Question: A space station is set up in a space at a distance equal to the earth’s radius from the surface of t...

Question

A space station is set up in a space at a distance equal to the earth’s radius from the surface of the earth. Suppose a satellite can be launched from the space station. Let ${\nu _1}$ and ${\nu _2}$ be the escape velocities of the satellite on the earth’s surface and space station respectively. Then, find which of these are true:
A. ${\nu _1} = {\nu _2}$
B. ${\nu _2} < {\nu _1}$
C. ${\nu _2} > {\nu _1}$
D. (A), (B) and (C) are valid depending upon the mass of the satellite.

Answer 1

Solution

Hint:
1. Total energy of the planet + satellite system is conserved.
2. Escape velocity of any satellite from the planet is given by velocity at which kinetic energy of satellite equals potential energy with respect to planet as reference. i.e.
$K.E + P.E = T.E = 0$ (this case)
$\Rightarrow K.E = - P.E$
3. Space station still lies under earth’s gravitational pull.

Formula Used:
1. Work-Energy theorem for conservative system: $K.E + P.E = T.E = 0$
2. P.E of a body under gravitational influence: $P.E = - \dfrac{{GMm}}{r}$ ……. (a)
where r is distance between body, M and m are mass of Planet and body respectively.
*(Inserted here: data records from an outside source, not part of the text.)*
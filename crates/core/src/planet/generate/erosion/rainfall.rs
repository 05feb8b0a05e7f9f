use super::{ErosionContext, PHASE_SEED};
use crate::planet::{
    boundary::BoundaryType, climate::ClimateZone, polygon::Polygon,
};
use nalgebra::Vector3;
use rand::{Rng, SeedableRng};
use rand_pcg::Pcg64;

/// How far upwind to look for mountains
const SHADOW_STEPS: usize = 5;
/// A neighbor has to line up at least this well with the wind to count as
/// upwind
const MIN_ALIGNMENT: f64 = 0.3;
/// Boost for polygons near a divergent boundary
const DIVERGENT_BOOST: f64 = 1.3;
/// Rainfall multiplier on a stagnant-lid world
const STAGNANT_LID_FACTOR: f64 = 0.3;

/// Rainfall for every polygon. Each polygon draws from its own RNG stream,
/// so its value doesn't depend on the order polygons are visited in.
pub fn compute_rainfall(heights: &[f64], context: &ErosionContext) -> Vec<f64> {
    let settings = &context.config.erosion;
    let near_divergent = divergent_proximity(context);
    let stagnant_lid_factor = if context.config.active_tectonics {
        1.0
    } else {
        STAGNANT_LID_FACTOR
    };
    let seed = context.config.seed.phase_seed(PHASE_SEED);

    (0..context.polygon_count())
        .map(|polygon| {
            let mut rng =
                Pcg64::seed_from_u64(seed.wrapping_add(polygon as u64));
            let base = base_rainfall(context.climates[polygon], &mut rng);
            // Higher ground is drier, down to 70% at the very top
            let normalized = (heights[polygon] + 4.0) / 8.0;
            let elevation_factor = (1.0 - normalized * 0.3).max(0.1);
            let divergent_boost = if near_divergent[polygon] {
                DIVERGENT_BOOST
            } else {
                1.0
            };
            base * elevation_factor
                * settings.rainfall_scale
                * stagnant_lid_factor
                * divergent_boost
                * rain_shadow(polygon, heights, context)
        })
        .collect()
}

fn base_rainfall(zone: ClimateZone, rng: &mut impl Rng) -> f64 {
    let roll: f64 = rng.gen();
    match zone {
        ClimateZone::Tropical => 1.0 + roll * 0.5,
        ClimateZone::Temperate => 0.5 + roll * 0.5,
        ClimateZone::Polar => 0.1 + roll * 0.2,
    }
}

/// Flag every polygon that borders a divergent plate boundary, plus all of
/// their neighbors
fn divergent_proximity(context: &ErosionContext) -> Vec<bool> {
    let plate_index = context.plates.plate_index();
    let touching: Vec<bool> = (0..context.polygon_count())
        .map(|polygon| {
            let plate = plate_index[polygon];
            context.adjacency.neighbors(polygon).iter().any(|&neighbor| {
                let other = plate_index[neighbor];
                other != plate
                    && context.boundaries.boundary(plate, other)
                        == Some(BoundaryType::Divergent)
            })
        })
        .collect();

    let mut near = touching.clone();
    for (polygon, _) in touching.iter().enumerate().filter(|(_, t)| **t) {
        for &neighbor in context.adjacency.neighbors(polygon) {
            near[neighbor] = true;
        }
    }
    near
}

/// The direction the prevailing wind blows at a polygon: trade winds from
/// the east near the equator, westerlies in the mid latitudes, and polar
/// easterlies near the poles
fn prevailing_wind(polygon: &Polygon) -> Vector3<f64> {
    let up = polygon.direction();
    let east = Vector3::y()
        .cross(&up)
        .try_normalize(1e-10)
        .unwrap_or_else(Vector3::x);
    let latitude = polygon.latitude().to_degrees().abs();
    if (30.0..60.0).contains(&latitude) {
        east
    } else {
        -east
    }
}

/// Multiplier for how much rain reaches a polygon past the terrain upwind of
/// it, in `[0.2, 1]`. Walks a few steps against the wind, and the higher the
/// tallest land it finds (relative to this polygon), the drier it gets.
fn rain_shadow(
    polygon: usize,
    heights: &[f64],
    context: &ErosionContext,
) -> f64 {
    let polygons = context.polygons;
    let wind = prevailing_wind(&polygons[polygon]);
    let start_height = heights[polygon];
    let mut visited = Vec::with_capacity(SHADOW_STEPS);
    let mut current = polygon;
    let mut shadow: f64 = 0.0;

    for _ in 0..SHADOW_STEPS {
        visited.push(current);
        let origin = polygons[current].center();
        let upwind = context
            .adjacency
            .neighbors(current)
            .iter()
            .copied()
            .filter(|neighbor| !visited.contains(neighbor))
            .map(|neighbor| {
                let direction = polygons[neighbor].center() - origin;
                let direction = direction.try_normalize(1e-10);
                let alignment =
                    direction.map_or(-1.0, |direction| -direction.dot(&wind));
                (neighbor, alignment)
            })
            .fold(None, |best: Option<(usize, f64)>, candidate| match best {
                Some((_, best_alignment)) if best_alignment >= candidate.1 => {
                    best
                }
                _ => Some(candidate),
            });

        match upwind {
            Some((neighbor, alignment)) if alignment >= MIN_ALIGNMENT => {
                let height = heights[neighbor];
                if height > start_height && height > 0.0 {
                    shadow = shadow.max((height - start_height) / 4.0);
                }
                current = neighbor;
            }
            _ => break,
        }
    }

    (1.0 - shadow.min(1.0) * 0.8).max(0.2)
}
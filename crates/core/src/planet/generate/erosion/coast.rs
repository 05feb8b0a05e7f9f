use super::{ErosionContext, PHASE_SEED};
use noise::NoiseFn;

/// Only polygons this close to sea level count as coast
const COAST_BAND: f64 = 0.5;
/// Coastline noise is sampled on a sphere of this radius
const NOISE_FREQUENCY: f64 = 5.0;
/// Largest height change noise can make
const NOISE_AMPLITUDE: f64 = 0.2;
/// Neighbor share for each coastal smoothing round
const SMOOTHING_WEIGHT: f64 = 0.3;

/// Roughen the coastline with a bit of noise, then smooth it back out. On a
/// stagnant-lid world there's no noise and only a single round of smoothing,
/// so coasts stay calm.
pub fn smooth_coastlines(heights: &mut [f64], context: &ErosionContext) {
    let rounds = if context.config.active_tectonics {
        roughen(heights, context);
        2
    } else {
        1
    };

    for _ in 0..rounds {
        let snapshot = heights.to_vec();
        for (polygon, height) in heights.iter_mut().enumerate() {
            if is_coastal(&snapshot, polygon, context) {
                *height = context.blend_with_neighbors(
                    &snapshot,
                    polygon,
                    SMOOTHING_WEIGHT,
                );
            }
        }
    }
}

/// Nudge every coastal polygon up or down by a little Perlin noise
fn roughen(heights: &mut [f64], context: &ErosionContext) {
    let noise = context.config.seed.phase_noise(PHASE_SEED);

    let coastal: Vec<usize> = (0..context.polygon_count())
        .filter(|&polygon| is_coastal(heights, polygon, context))
        .collect();
    for polygon in coastal {
        let point = context.polygons[polygon].direction() * NOISE_FREQUENCY;
        let value = noise.get([point.x, point.y, point.z]).clamp(-1.0, 1.0);
        heights[polygon] += value * NOISE_AMPLITUDE;
    }
}

/// Is this polygon near sea level, with water on one side and land on the
/// other?
fn is_coastal(
    heights: &[f64],
    polygon: usize,
    context: &ErosionContext,
) -> bool {
    if heights[polygon].abs() > COAST_BAND {
        return false;
    }
    let neighbors = context.adjacency.neighbors(polygon);
    neighbors.iter().any(|&neighbor| heights[neighbor] < 0.0)
        && neighbors.iter().any(|&neighbor| heights[neighbor] >= 0.0)
}

#[cfg(test)]
mod tests {
    use super::*;
    use crate::planet::generate::erosion::fixture::StripWorld;
    use assert_approx_eq::assert_approx_eq;

    const SHORE: [f64; 4] = [1.0, 0.2, -0.3, -1.0];

    #[test]
    fn test_is_coastal() {
        let world = StripWorld::new(4);
        let context = world.context();
        let coastal: Vec<bool> = (0..4)
            .map(|polygon| is_coastal(&SHORE, polygon, &context))
            .collect();
        assert_eq!(coastal, vec![false, true, true, false]);

        // All land, no coast
        assert!(!is_coastal(&[0.3, 0.2, 0.1, 0.0], 1, &context));
    }

    #[test]
    fn test_stagnant_lid_single_round() {
        let mut world = StripWorld::new(4);
        world.config.active_tectonics = false;
        let mut heights = SHORE;
        smooth_coastlines(&mut heights, &world.context());

        assert_approx_eq!(heights[0], 1.0);
        assert_approx_eq!(heights[1], 0.2 * 0.7 + 0.35 * 0.3);
        assert_approx_eq!(heights[2], -0.3 * 0.7 - 0.4 * 0.3);
        assert_approx_eq!(heights[3], -1.0);
    }

    #[test]
    fn test_active_roughens() {
        let world = StripWorld::new(4);
        let mut heights = SHORE;
        smooth_coastlines(&mut heights, &world.context());

        // Open water and high ground are left alone
        assert_approx_eq!(heights[0], 1.0);
        assert_approx_eq!(heights[3], -1.0);
        for (before, after) in SHORE.iter().zip(&heights).skip(1).take(2) {
            assert!((before - after).abs() < 0.6, "{} -> {}", before, after);
        }

        let mut again = SHORE;
        smooth_coastlines(&mut again, &world.context());
        assert_eq!(heights, again);
    }
}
Complete step by step answer:

Given:
1. ${\nu _1}$ and ${\nu _2}$ are escape velocities from earth and space station respectively.
2. Distance between earth and space station is 2R
To find: relation between ${\nu _1}$ and ${\nu _2}$ if masses are known

Step 1 of 4:

Since no external force is applied, the planet and satellite form a conservative system.
Hence, $K.E + P.E = 0$ …… (1)

Step 2 of 4:

Putting value of K.E and P.E in the equation (1) by using equation (a) we get value of ${\nu _1}$ where r= R,
$\dfrac{1}{2}m{\nu _1}^2 - \dfrac{{GMm}}{R} = 0$
$\Rightarrow {\nu _1} = \sqrt {\dfrac{{2GM}}{R}}$ …… (2)

Step 3 of 4:

In case of launch from the space station, total distance between planet and satellite: r= 2R
Putting value of r in equation (1) by using equation (a) we get value of ${\nu _2}$ :
$\dfrac{1}{2}m{\nu _2}^2 - \dfrac{{GMm}}{{2R}} = 0$
$\Rightarrow {\nu _2} = \sqrt {\dfrac{{2GM}}{{2R}}} = \sqrt {\dfrac{{GM}}{R}}$ …… (3)

Step 4 of 4:

Comparing equation (3) and (2) we get,
$\Rightarrow {\nu _2} < {\nu _1}$

Correct Answer: B. ${\nu _2} < {\nu _1}$

Additional Information: Here we assumed the space station has no mass otherwise, we had to count potential energy due to the space station as well in the total energy equation.

Note: Escape velocity of any body from the surface of a planet is independent of body mass. It just depends upon the mass and radius of the planet.